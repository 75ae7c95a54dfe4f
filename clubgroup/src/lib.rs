//! # Clubgroup
//!
//! Persistence for club groups with a lifecycle hook engine around every
//! mutation. Each group carries a derived `search_token` (its name with
//! Vietnamese diacritics folded and lowercased) that is kept in step with the
//! name on create and on every name-changing update.
//!
//! ## Quick Start
//!
//! ```rust,no_run
//! use clubgroup::prelude::*;
//!
//! #[tokio::main]
//! async fn main() -> Result<()> {
//!     // In-memory store and notifier
//!     let groups = init_with_defaults().await?;
//!
//!     let group = groups
//!         .create(NewGroup::builder("Đội Văn Nghệ", "Music and dance", "club-1").member("user-1").build())
//!         .await?;
//!
//!     // Diacritic and case insensitive
//!     let found = groups.search("doi van", GroupFilter::new()).await?;
//!     assert_eq!(found[0].id, group.id);
//!
//!     Ok(())
//! }
//! ```
//!
//! ## Architecture
//!
//! - **Repository**: [`GroupRepository`](repository::GroupRepository), the single entry point
//! - **Lifecycle**: pre/post hooks per mutation kind, phase tracking, failure channel
//! - **Storage**: in-memory store and embedded SurrealDB (`surrealdb-embedded` feature)
//! - **Notify**: notification sinks for the creation notice (memory, SurrealDB, webhook)

pub mod config;
pub mod hooks;
pub mod lifecycle;
pub mod logging;
pub mod models;
pub mod normalize;
pub mod notify;
pub mod repository;
pub mod storage;

use std::sync::Arc;
use std::time::Duration;

use crate::config::{ClubGroupConfig, NotificationBackend, NotificationConfig, StorageBackend};
use crate::notify::{Notifier, RetryPolicy, WebhookNotifier};
use crate::repository::GroupRepository;
use crate::storage::{GroupStore, MemoryGroupStore};

/// The prelude re-exports commonly used types for convenience
pub mod prelude {
    pub use crate::{init, init_with_defaults};

    pub use crate::config::{ClubGroupConfig, ConfigBuilder, ConfigLoader, LogLevel};

    pub use crate::models::{Category, Group, GroupId, GroupPatch, Member, MemberRole, NewGroup};

    pub use crate::repository::{GroupRepository, GroupRepositoryBuilder};

    pub use crate::lifecycle::{
        CascadePolicy, DeleteScope, FindQuery, Mutation, MutationOutcome, PostHookFailure,
        UpdateScope,
    };

    pub use crate::hooks::{GroupHook, HookResult};

    pub use crate::notify::{MemoryNotifier, Notification, Notifier};

    pub use crate::storage::{
        GroupFilter, GroupStore, MemoryGroupStore, Projection, StorageError, UpdateResult,
    };

    pub use crate::{ClubGroupError, Result};
}

/// Current library version
pub const VERSION: &str = env!("CARGO_PKG_VERSION");

/// Error type for group operations
#[derive(Debug, thiserror::Error)]
pub enum ClubGroupError {
    /// A required field is missing or invalid; nothing was persisted
    #[error("Validation error: {0}")]
    Validation(String),

    /// The group was created without members, so no one could be notified
    #[error("Group {0} has no members to notify")]
    MissingRecipient(models::GroupId),

    /// The search token could not be derived; nothing was persisted
    #[error("Search token derivation failed: {0}")]
    DerivationFailure(#[from] normalize::DerivationError),

    /// The update was applied to `matched` groups but their search token is stale
    #[error("Update applied to {matched} group(s) but the search token was not refreshed: {source}")]
    DerivationAfterUpdate {
        matched: u64,
        #[source]
        source: normalize::DerivationError,
    },

    /// The document store could not be reached
    #[error("Store unavailable: {0}")]
    StoreUnavailable(String),

    /// Error during storage operations
    #[error("Storage error: {0}")]
    Storage(String),

    /// Error from a notification sink
    #[error("Notification error: {0}")]
    Notification(String),

    /// Configuration error
    #[error("Configuration error: {0}")]
    Configuration(String),

    /// Logging error
    #[error("Logging error: {0}")]
    Logging(#[from] logging::LogError),

    /// Broken internal invariant
    #[error("Internal error: {0}")]
    Internal(String),
}

impl From<config::ConfigError> for ClubGroupError {
    fn from(err: config::ConfigError) -> Self {
        ClubGroupError::Configuration(err.to_string())
    }
}

impl From<notify::NotifyError> for ClubGroupError {
    fn from(err: notify::NotifyError) -> Self {
        ClubGroupError::Notification(err.to_string())
    }
}

/// Result type for group operations
pub type Result<T> = std::result::Result<T, ClubGroupError>;

/// Initialize a repository with the in-memory store and notifier
///
/// # Examples
///
/// ```rust
/// use clubgroup::prelude::*;
///
/// async fn example() -> Result<()> {
///     let groups = init_with_defaults().await?;
///     let chess = groups.create(NewGroup::builder("Chess", "Weekly games", "club-1").build()).await?;
///     assert!(groups.delete_by_id(&chess.id).await?);
///     Ok(())
/// }
/// ```
pub async fn init_with_defaults() -> Result<GroupRepository> {
    let config = config::ConfigBuilder::testing().build()?;
    init(config).await
}

/// Initialize a repository from configuration
///
/// Sets up logging (a subscriber installed earlier is left alone), opens the
/// configured store and notification sink, and wires them into a
/// [`GroupRepository`].
///
/// # Examples
///
/// ```rust,no_run
/// use clubgroup::prelude::*;
///
/// async fn example() -> Result<()> {
///     let config = ConfigLoader::load()?;
///     let groups = init(config).await?;
///     assert!(groups.health_check().await?);
///     Ok(())
/// }
/// ```
pub async fn init(config: ClubGroupConfig) -> Result<GroupRepository> {
    config::validate_config(&config)?;

    // A subscriber installed by the host application wins
    let _ = logging::init(&config.logging);

    let (store, notifier) = open_backends(&config).await?;
    tracing::info!(
        "Group repository ready (store: {:?}, notifications: {:?})",
        config.storage.backend,
        config.notifications.backend
    );

    GroupRepository::builder()
        .store(store)
        .notifier(notifier)
        .post_hook_timeout(Duration::from_millis(config.hooks.timeout_ms))
        .failure_capacity(config.hooks.failure_channel_capacity)
        .build()
}

async fn open_backends(
    config: &ClubGroupConfig,
) -> Result<(Arc<dyn GroupStore>, Arc<dyn Notifier>)> {
    match config.storage.backend {
        StorageBackend::Memory => {
            let store: Arc<dyn GroupStore> = Arc::new(MemoryGroupStore::new());
            let notifier = detached_notifier(&config.notifications)?;
            Ok((store, notifier))
        }
        #[cfg(feature = "surrealdb-embedded")]
        StorageBackend::SurrealDB => {
            let surreal = storage::create_surreal_store(&config.storage.surrealdb).await?;
            let notifier: Arc<dyn Notifier> = match config.notifications.backend {
                NotificationBackend::SurrealDB => {
                    Arc::new(notify::SurrealNotifier::from_store(&surreal))
                }
                _ => detached_notifier(&config.notifications)?,
            };
            Ok((Arc::new(surreal), notifier))
        }
        #[cfg(not(feature = "surrealdb-embedded"))]
        StorageBackend::SurrealDB => Err(ClubGroupError::Configuration(
            "SurrealDB storage requires the 'surrealdb-embedded' feature".to_string(),
        )),
    }
}

/// A notification sink that does not share the group store
fn detached_notifier(config: &NotificationConfig) -> Result<Arc<dyn Notifier>> {
    match config.backend {
        NotificationBackend::Memory => Ok(Arc::new(notify::MemoryNotifier::new())),
        NotificationBackend::Webhook => {
            let webhook = &config.webhook;
            let url = webhook.url.as_deref().ok_or_else(|| {
                ClubGroupError::Configuration("webhook notifications need a URL".to_string())
            })?;

            let mut notifier = WebhookNotifier::new(url)
                .with_method(webhook.method.as_str())
                .with_timeout(Duration::from_millis(webhook.timeout_ms))
                .with_retry_policy(RetryPolicy {
                    max_retries: webhook.max_retries,
                    initial_backoff_ms: webhook.initial_backoff_ms,
                    ..RetryPolicy::default()
                });
            for (key, value) in &webhook.headers {
                notifier = notifier.with_header(key.as_str(), value.as_str());
            }
            Ok(Arc::new(notifier))
        }
        NotificationBackend::SurrealDB => Err(ClubGroupError::Configuration(
            "SurrealDB notifications require SurrealDB storage".to_string(),
        )),
    }
}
=-=-=-=-=
Exercise details: Where the string "derived" occurs in a line of the material above, copy the whole line.

Answer to this problem:
//! mutation. Each group carries a derived `search_token` (its name with
    /// The search token could not be derived; nothing was persisted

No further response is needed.